By the 1820s, however, these ties had loosened. Disagreements in the form of church worship led some residents to leave the established church and start new ones. As the portion of the continent occupied by European immigrants expanded, many young people felt stagnant in Concord and moved westward for new opportunity. Those who stayed became disenchanted with the local elite who saw themselves as sacrificing their time and effort for the good of all but whom others saw as motivated by self-interest rather than community spirit.
It was in this setting that Ralph Waldo Emerson emerged as a voice for the individual. Survival and success no longer depended on conformity with the established way of doing things. Each person should be free to act on his or her own. Yet Gross views Emerson as a slightly flawed evangelist of individualism. Emerson’s tardiness in speaking out against slavery and his embrace of insider status in town affairs showed a “do as I say, not as I do” approach. For Gross, Henry David Thoreau was a better avatar of emerging individualism.

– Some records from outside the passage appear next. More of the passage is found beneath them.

impl DisplayBus {
    /// Negotiates the output mode, brings up the display and every window slot.
    pub fn new(platform: Arc<dyn MediaPlatform>, config: BusConfig) -> BusResult<Self> {
        config
            .validate()
            .map_err(|e| BusError::InvalidArgument(format!("{:#}", e)))?;

        let mode = hdmi::negotiate(platform.as_ref(), config.preferred_tier);
        let color = hdmi::negotiate_color(platform.as_ref());
        platform.enable_display(mode).map_err(BusError::Display)?;
        for slot in 0..config.window_count {
            platform.enable_slot(slot).map_err(BusError::Display)?;
        }

        let display = DisplayInfo {
            preferred: config.preferred_tier,
            mode,
            color,
            layout: config.default_layout,
        };
        let bus = Self {
            channels: ChannelTable::new(config.window_count),
            windows: Mutex::new(WindowTable::new(config.window_count)),
            capacity: CapacityGate::new(config.capacity_ceiling),
            audio: AudioManager::new(platform.clone(), config.audio_timeout()),
            capture: AudioCapture::new(platform.clone()),
            display: Arc::new(Mutex::new(display)),
            watcher: Mutex::new(None),
            platform,
            config,
        };
        {
            let mut windows = bus.lock_windows();
            let count = bus.config.default_layout.window_count();
            bus.show_view(&mut windows, bus.config.default_layout, 0..count);
        }
        log::info!(
            "display bus up: {} windows, {} decoders, mode {}, layout {:?}",
            bus.config.window_count,
            bus.config.decoder_count,
            mode,
            bus.config.default_layout
        );
        Ok(bus)
    }

    pub fn config(&self) -> &BusConfig {
        &self.config
    }

    pub(crate) fn lock_windows(&self) -> MutexGuard<'_, WindowTable> {
        self.windows.lock().unwrap_or_else(PoisonError::into_inner)
    }

    pub fn display_info(&self) -> DisplayInfo {
        *self.display.lock().unwrap_or_else(PoisonError::into_inner)
    }

    pub fn current_mode(&self) -> DisplayMode {
        self.display_info().mode
    }

    pub fn capacity(&self) -> CapacitySnapshot {
        self.capacity.snapshot()
    }

    pub fn decoder_of(&self, channel: usize) -> usize {
        channel % self.config.decoder_count
    }

    /// Decoder feeding `window`: what the hardware reports for the window's
    /// slot, else the static mapping of its channel.
    pub fn derive_decoder(&self, window: usize) -> BusResult<Option<usize>> {
        self.derive_decoder_locked(&self.lock_windows(), window)
    }

    fn derive_decoder_locked(
        &self,
        windows: &WindowTable,
        window: usize,
    ) -> BusResult<Option<usize>> {
        let Some(channel) = windows.entry(window)?.owned() else {
            return Ok(None);
        };
        let bound = windows
            .slot_of(window)
            .and_then(|slot| self.platform.slot_binding(slot))
            .map(|source| source.decoder());
        Ok(Some(bound.unwrap_or_else(|| self.decoder_of(channel))))
    }

    /// Starts a view on `window` and returns the channel it got.
    pub fn allocate(&self, window: usize) -> BusResult<usize> {
        let previous = self.lock_windows().entry(window)?.channel;

        let candidate = match previous {
            Some(old) => {
                let was_active = {
                    let mut state = self.channels.lock(old)?;
                    if state.status == ChannelStatus::Active {
                        state.status = ChannelStatus::Inactive;
                        true
                    } else {
                        false
                    }
                };
                if was_active {
                    log::info!("window {}: leaving channel {} inactive", window, old);
                    let mut windows = self.lock_windows();
                    self.teardown_pipeline(&mut windows, old);
                }
                self.channels.alternate(old)
            }
            None => self.channels.default_for(window),
        };

        {
            let mut state = self.channels.lock(candidate)?;
            if state.status != ChannelStatus::Ready {
                log::warn!(
                    "window {}: channel {} is {:?} and owned by no window, release it; window stays on channel {:?}",
                    window,
                    candidate,
                    state.status,
                    previous
                );
                return Err(BusError::NoFreeChannel { window });
            }
            state.status = ChannelStatus::Active;
            state.reset_stream();
        }

        let mut windows = self.lock_windows();
        let entry = windows.entry_mut(window)?;
        entry.busy = true;
        entry.channel = Some(candidate);
        entry.crop = None;
        log::info!(
            "window {}: channel {} (decoder {})",
            window,
            candidate,
            self.decoder_of(candidate)
        );
        Ok(candidate)
    }

    /// Stops the view on `channel`. Releasing a released channel is a no-op.
    pub fn release(&self, channel: usize) -> BusResult<()> {
        let usage = {
            let mut state = self.channels.lock(channel)?;
            if state.is_released() {
                return Ok(());
            }
            state.status = ChannelStatus::ReadyWait;
            let usage = state.usage();
            state.reset_stream();
            usage
        };

        {
            let mut windows = self.lock_windows();
            if let Some(window) = windows.owner_of(channel) {
                let entry = windows.entry_mut(window)?;
                entry.busy = false;
                entry.crop = None;
                log::info!("window {}: released channel {}", window, channel);
            }
            self.teardown_pipeline(&mut windows, channel);
        }

        self.capacity.release(usage);
        self.audio.exclude(channel);
        self.channels.lock(channel)?.status = ChannelStatus::Ready;
        Ok(())
    }

    /// Exchanges two windows. Hardware failures while re-binding are logged;
    /// the map is swapped either way.
    pub fn swap(&self, a: usize, b: usize) -> BusResult<()> {
        let mut windows = self.lock_windows();
        windows.check(a)?;
        windows.check(b)?;
        if a == b {
            return Ok(());
        }
        let slot_a = windows.slot_of(a);
        let slot_b = windows.slot_of(b);
        for slot in [slot_a, slot_b].into_iter().flatten() {
            self.unbind_slot(slot);
        }
        windows.swap(a, b)?;
        for (window, slot) in [(a, slot_a), (b, slot_b)] {
            if let Some(slot) = slot {
                if let Err(e) = self.bind_window(&mut windows, window, slot) {
                    log::error!("swap: window {} on slot {}: {}", window, slot, e);
                }
            }
        }
        log::info!("swapped windows {} and {}", a, b);
        Ok(())
    }

    /// Rotates every window by `offset` and redraws the active layout.
    /// Returns for each window the index it was moved from.
    pub fn shift(&self, offset: usize, direction: ShiftDirection) -> Vec<usize> {
        let layout = self.display_info().layout;
        let mut windows = self.lock_windows();
        self.unbind_all(&mut windows);
        let permutation = windows.rotate(offset, direction);
        let count = layout.window_count().min(windows.len());
        self.show_view(&mut windows, layout, 0..count);
        log::info!("shifted windows by {} {:?}", offset, direction);
        permutation
    }

    /// Shows the page of `layout` holding `selected` without touching the
    /// window map. Any later layout change or shift restores the regular view.
    pub fn preview_page(&self, layout: Layout, selected: usize) -> BusResult<Vec<usize>> {
        let mut windows = self.lock_windows();
        windows.check(selected)?;
        let page = geometry::page_range(layout, selected, windows.len());
        self.unbind_all(&mut windows);
        self.show_view(&mut windows, layout, page.clone());
        Ok(page.collect())
    }

    /// Switches the active layout.
    pub fn set_layout(&self, layout: Layout) -> BusResult<()> {
        let mut windows = self.lock_windows();
        if layout.window_count() > windows.len() {
            return Err(BusError::InvalidArgument(format!(
                "layout {:?} needs more than {} windows",
                layout,
                windows.len()
            )));
        }
        self.unbind_all(&mut windows);
        self.display
            .lock()
            .unwrap_or_else(PoisonError::into_inner)
            .layout = layout;
        self.show_view(&mut windows, layout, 0..layout.window_count());
        log::info!("layout set to {:?}", layout);
        Ok(())
    }

    pub fn include_audio(&self, channel: usize) -> BusResult<()> {
        self.channels.check(channel)?;
        self.audio.include(channel);
        Ok(())
    }

    pub fn exclude_audio(&self, channel: usize) -> BusResult<bool> {
        self.channels.check(channel)?;
        Ok(self.audio.exclude(channel))
    }

    pub fn current_audio_channel(&self) -> Option<usize> {
        self.audio.current_channel()
    }

    pub fn set_mute(&self, muted: bool) -> BusResult<()> {
        self.audio.set_mute(muted)
    }

    pub fn set_volume(&self, volume: u8) -> BusResult<()> {
        self.audio.set_volume(volume)
    }

    pub fn start_capture(&self, codec: AudioCodec, sample_rate: u32) -> BusResult<()> {
        self.capture.enable(codec, sample_rate)
    }

    pub fn stop_capture(&self) {
        self.capture.disable()
    }

    pub fn next_captured_frame(&self) -> BusResult<Option<bytes::Bytes>> {
        self.capture.next_frame(self.config.audio_timeout())
    }

    pub fn status(&self) -> BusStatus {
        let display = self.display_info();
        let windows = self.lock_windows();
        let statuses = windows
            .entries()
            .iter()
            .enumerate()
            .map(|(window, entry)| {
                let state = entry
                    .channel
                    .and_then(|c| self.channels.lock(c).ok().map(|s| (s.status, s.params)));
                WindowStatus {
                    window,
                    busy: entry.busy,
                    channel: entry.channel,
                    channel_status: state.map(|(status, _)| status),
                    decoder: self
                        .derive_decoder_locked(&windows, window)
                        .ok()
                        .flatten(),
                    slot: windows.slot_of(window),
                    params: state.and_then(|(_, params)| params),
                    crop: entry.crop,
                }
            })
            .collect();
        BusStatus {
            display,
            capacity: self.capacity.snapshot(),
            audio: self.audio.status(),
            capture: self.capture.is_enabled(),
            windows: statuses,
        }
    }

    /// Starts the hot-plug watcher. Events, including the fatal mode change,
    /// arrive on the returned receiver.
    pub fn start_watcher(&self) -> BusResult<tokio::sync::mpsc::Receiver<DisplayEvent>> {
        let (tx, rx) = tokio::sync::mpsc::channel(16);
        let watcher = HotplugWatcher::spawn(self.platform.clone(), self.display.clone(), tx)
            .map_err(|e| BusError::InvalidArgument(format!("spawn watcher: {}", e)))?;
        self.platform
            .register_hotplug(watcher.waker())
            .map_err(BusError::Display)?;
        let mut slot = self.watcher.lock().unwrap_or_else(PoisonError::into_inner);
        if let Some(mut old) = slot.replace(watcher) {
            old.stop();
        }
        Ok(rx)
    }

    /// Stops the watcher, releases every channel and takes the display and
    /// audio paths down.
    pub fn shutdown(&self) {
        let watcher = self
            .watcher
            .lock()
            .unwrap_or_else(PoisonError::into_inner)
            .take();
        if let Some(mut watcher) = watcher {
            if let Err(e) = self.platform.unregister_hotplug() {
                log::warn!("shutdown: {}", e);
            }
            watcher.stop();
        }

        for channel in 0..self.channels.len() {
            if let Err(e) = self.release(channel) {
                log::warn!("shutdown: channel {}: {}", channel, e);
            }
        }

        {
            let mut windows = self.lock_windows();
            self.unbind_all(&mut windows);
            windows.clear_slots();
        }
        for slot in 0..self.config.window_count {
            if let Err(e) = self.platform.disable_slot(slot) {
                log::warn!("shutdown: {}", e);
            }
        }
        if let Err(e) = self.platform.disable_display() {
            log::warn!("shutdown: {}", e);
        }
        self.audio.shutdown();
        self.capture.disable();
        log::info!("display bus down");
    }

    /// Points slots `0..` at `windows_shown`, lays them out for `layout` and
    /// binds every busy window among them.
    fn show_view(
        &self,
        windows: &mut WindowTable,
        layout: Layout,
        windows_shown: std::ops::Range<usize>,
    ) {
        let mode = self.display_info().mode;
        let rects = geometry::layout_rects(layout, mode.width, mode.height);
        windows.clear_slots();
        for slot in 0..windows.len() {
            let result = match rects.get(slot) {
                Some(rect) => self
                    .platform
                    .set_slot_rect(slot, *rect)
                    .and_then(|_| self.platform.show_slot(slot)),
                None => self.platform.hide_slot(slot),
            };
            if let Err(e) = result {
                log::warn!("slot {}: {}", slot, e);
            }
        }
        for (slot, window) in windows_shown.enumerate().take(rects.len()) {
            windows.set_slot(slot, Some(window));
            if let Err(e) = self.bind_window(windows, window, slot) {
                log::error!("window {} on slot {}: {}", window, slot, e);
            }
        }
    }

    fn unbind_all(&self, windows: &mut WindowTable) {
        for slot in 0..windows.len() {
            self.unbind_slot(slot);
        }
    }

    pub(crate) fn unbind_slot(&self, slot: usize) {
        if let Some(source) = self.platform.slot_binding(slot) {
            if let Err(e) = self.platform.unbind_slot(source, slot) {
                log::warn!("slot {}: {}", slot, e);
            }
        }
    }

    /// Binds the window's live decoder to `slot`, through its scaling unit
    /// when the window is zoomed. Free windows and windows whose decoder has
    /// not been created yet are skipped.
    pub(crate) fn bind_window(
        &self,
        windows: &mut WindowTable,
        window: usize,
        slot: usize,
    ) -> HwResult<()> {
        let Ok(entry) = windows.entry(window).copied() else {
            return Ok(());
        };
        let Some(channel) = entry.owned() else {
            return Ok(());
        };
        let decoder = self.decoder_of(channel);
        if windows.decoder_owner(decoder) != Some(channel) {
            return Ok(());
        }
        match entry.crop {
            Some(crop) => {
                self.ensure_scaler(windows, decoder)?;
                self.platform.set_scaler_crop(decoder, Some(crop))?;
                self.platform.bind_slot(BindSource::Scaler(decoder), slot)
            }
            None => self.platform.bind_slot(BindSource::Decoder(decoder), slot),
        }
    }
}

Emerson and Thoreau may be the best known actors in this tale but they are not the only characters in this book. The immersive research done by Gross creates a feel for what life was like for all classes of people in Massachusetts in the 1820s and 1830s. This is a bonus for anyone interested in the history of Lowell since the city came into existence and grew explosively during this time. Indeed, Lowell is frequently mentioned as a major threat to Concord’s well-being and status. The mills of Lowell dwarfed manufacturing in Concord and the city’s rising political clout allowed it to prevail in struggles with Concord over where court sessions in Middlesex County would be held. Since before the Revolution, much of the legal community of Massachusetts gathered in Concord in the spring and fall for weeks at a time to process accumulated litigation. This gave Concord, a town of 2,000 inhabitants, outsized influence in the Massachusetts political universe and also created valuable economic activity. But by 1836, Concord lost out and the Middlesex County court sessions previously held in Concord shifted to Lowell.
However, we should shed no tears for Concord. The town carried on and, thanks to Emerson, Thoreau, and other resident writers such as Louisa May Alcott and Nathaniel Hawthorne, Concord gained new life as the center of Transcendentalism in the United States.
As someone very interested in this period in Massachusetts, I very much enjoyed this book and urge anyone with like interests to read it, however, when it comes to casual readers, the level of detail contained in the book might be a bit much. The New York Times book critic John Williams made this point in his recent review of The Transcendentalists. Williams commended Gross for the depth of his research but also suggested there was perhaps too much detail. Gross masterfully points out “the big picture” in religion, culture and industrialization, but those big picture views are separated by many pages of hyper-detailed facts that may be fascinating to other historians but a bit too much for ordinary readers.